In general, B2B businesses get easier as they scale due to social proof from “logo collecting” and the fact that many buyers want to be “first to be third”.
There are also startups that have the potential to grow even faster than simple Momentum would suggest.
The commonality in these hyper-growth companies is that there are multiple drivers all experiencing Momentum at the same time.
Imagine a startup with two or more key drivers each growing at 2X. Compare it to a company with only one driver growing at 2X.
In 3 years, one company is 8X its current size while the other has experienced 64X growth!
The math of “Multiplicative Momentum” is so stunning that it needs to be experienced to be believed.
But once it’s been experienced by an Investor they know how to spot these types of companies and are willing to pay-up early.
I’ve seen a marketplace model where a hypergrowth acquisition engine created negotiating power with vendors and transactional pricing power with businesses that wanted access to its active customer base.
“Customer Momentum” X “Margin Momentum” = Magic.

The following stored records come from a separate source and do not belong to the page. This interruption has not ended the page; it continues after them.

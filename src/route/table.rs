//! The kernel's IPv6 routing table, read from `/proc/net/ipv6_route`.

use std::{fs, io, net::Ipv6Addr};

const ROUTE_TABLE: &str = "/proc/net/ipv6_route";

const RTF_UP: u32 = 0x0001;
const RTF_GATEWAY: u32 = 0x0002;
const RTF_REJECT: u32 = 0x0200;

#[derive(Clone, Debug, PartialEq, Eq)]
pub struct Route {
    pub dest: Ipv6Addr,
    pub prefix_len: u8,
    pub next_hop: Option<Ipv6Addr>,
    pub metric: u32,
    pub interface: String,
}

impl Route {
    pub fn contains(&self, dst: Ipv6Addr) -> bool {
        let mask = u128::MAX
            .checked_shl(128 - u32::from(self.prefix_len))
            .unwrap_or(0);
        u128::from(dst) & mask == u128::from(self.dest) & mask
    }
}

pub fn read() -> io::Result<Vec<Route>> {
    fs::read_to_string(ROUTE_TABLE).map(|table| parse(&table))
}

/// Parses usable routes, skipping routes that are down or reject traffic.
pub fn parse(table: &str) -> Vec<Route> {
    table.lines().filter_map(parse_line).collect()
}

fn parse_line(line: &str) -> Option<Route> {
    let fields: Vec<&str> = line.split_whitespace().collect();
    let [dest, prefix_len, _src, _src_len, next_hop, metric, _refcnt, _use, flags, interface] =
        fields.as_slice()
    else {
        return None;
    };

    let flags = u32::from_str_radix(flags, 16).ok()?;
    if flags & RTF_UP == 0 || flags & RTF_REJECT != 0 {
        return None;
    }

    let next_hop = parse_addr(next_hop)?;
    Some(Route {
        dest: parse_addr(dest)?,
        prefix_len: u8::from_str_radix(prefix_len, 16).ok().filter(|len| *len <= 128)?,
        next_hop: (flags & RTF_GATEWAY != 0 && !next_hop.is_unspecified()).then_some(next_hop),
        metric: u32::from_str_radix(metric, 16).ok()?,
        interface: interface.to_string(),
    })
}

fn parse_addr(hex: &str) -> Option<Ipv6Addr> {
    u128::from_str_radix(hex, 16)
        .ok()
        .filter(|_| hex.len() == 32)
        .map(Ipv6Addr::from)
}

/// Longest matching prefix wins; among equals the lowest metric.
pub fn lookup(routes: &[Route], dst: Ipv6Addr) -> Option<&Route> {
    routes
        .iter()
        .filter(|route| route.contains(dst))
        .min_by(|lhs, rhs| {
            rhs.prefix_len
                .cmp(&lhs.prefix_len)
                .then(lhs.metric.cmp(&rhs.metric))
        })
}

#[cfg(test)]
mod tests {
    use super::*;
    use pretty_assertions::assert_eq;

    const TABLE: &str = "\
20010db8000000000000000000000000 20 00000000000000000000000000000000 00 00000000000000000000000000000000 00000100 00000001 00000000 00000001 eth1
20010db8000100000000000000000000 30 00000000000000000000000000000000 00 00000000000000000000000000000000 00000100 00000002 00000000 00000001 eth0
fe800000000000000000000000000000 40 00000000000000000000000000000000 00 00000000000000000000000000000000 00000100 00000001 00000000 00000001 eth0
00000000000000000000000000000000 00 00000000000000000000000000000000 00 fe800000000000000000000000000001 00000400 00000001 00000000 00000003 eth0
00000000000000000000000000000000 00 00000000000000000000000000000000 00 fe800000000000000000000000000001 00000064 00000001 00000000 00000003 wlan0
20010db8000200000000000000000000 30 00000000000000000000000000000000 00 00000000000000000000000000000000 ffffffff 00000001 00000000 00200200 lo
20010db8000300000000000000000000 30 00000000000000000000000000000000 00 00000000000000000000000000000000 00000100 00000001 00000000 00000000 eth2
not a route line
";

    fn addr(s: &str) -> Ipv6Addr {
        s.parse().unwrap()
    }

    #[test]
    fn skips_reject_down_and_malformed_routes() {
        let routes = parse(TABLE);
        let interfaces: Vec<_> = routes.iter().map(|r| r.interface.as_str()).collect();
        assert_eq!(interfaces, vec!["eth1", "eth0", "eth0", "eth0", "wlan0"]);

        assert_eq!(routes[1].dest, addr("2001:db8:1::"));
        assert_eq!(routes[1].prefix_len, 48);
        assert_eq!(routes[1].next_hop, None);
        assert_eq!(routes[3].next_hop, Some(addr("fe80::1")));
        assert_eq!(routes[3].metric, 0x400);
    }

    #[test]
    fn longest_prefix_wins() {
        let routes = parse(TABLE);
        assert_eq!(lookup(&routes, addr("2001:db8:1::5")).unwrap().interface, "eth0");
        assert_eq!(lookup(&routes, addr("2001:db8:9::5")).unwrap().interface, "eth1");
    }

    #[test]
    fn lowest_metric_breaks_prefix_ties() {
        let routes = parse(TABLE);
        let route = lookup(&routes, addr("2001:610:1908:a000::1")).unwrap();
        assert_eq!(route.interface, "wlan0");
        assert_eq!(route.prefix_len, 0);
    }

    #[test]
    fn reject_routes_fall_through_to_the_default() {
        let routes = parse(TABLE);
        assert_eq!(lookup(&routes, addr("2001:db8:2::1")).unwrap().interface, "eth1");
    }

    #[test]
    fn no_route_without_a_match() {
        let routes = parse(&TABLE.lines().take(3).collect::<Vec<_>>().join("\n"));
        assert!(lookup(&routes, addr("2001:610::1")).is_none());
    }

    #[test]
    fn contains_handles_the_extremes() {
        let any = Route {
            dest: Ipv6Addr::UNSPECIFIED,
            prefix_len: 0,
            next_hop: None,
            metric: 0,
            interface: "eth0".into(),
        };
        assert!(any.contains(addr("2001:db8::1")));

        let host = Route {
            dest: addr("2001:db8::1"),
            prefix_len: 128,
            ..any
        };
        assert!(host.contains(addr("2001:db8::1")));
        assert!(!host.contains(addr("2001:db8::2")));
    }
}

I’ve seen a payments platform that was scaling its merchant base quickly that also benefitted from the merchants experiencing hyper-growth at the same time.
“Sales Momentum” X “Partner Growth Momentum” = Magic.
And valuations are not a simple function of revenue.
A startup has to manufacture a product at a lower cost than it can sell it for, scale to overcome G&A costs, and then generate profit by capturing additional market share with positive operating margins.
Everything matters.
The TL:DR is that valuations are a reflection of what a startup is likely to look like AFTER deploying the money, not what it looks like at the time of funding.
A startup with Momentum and an improving go-to-market-motion can command a high valuation for a good reason!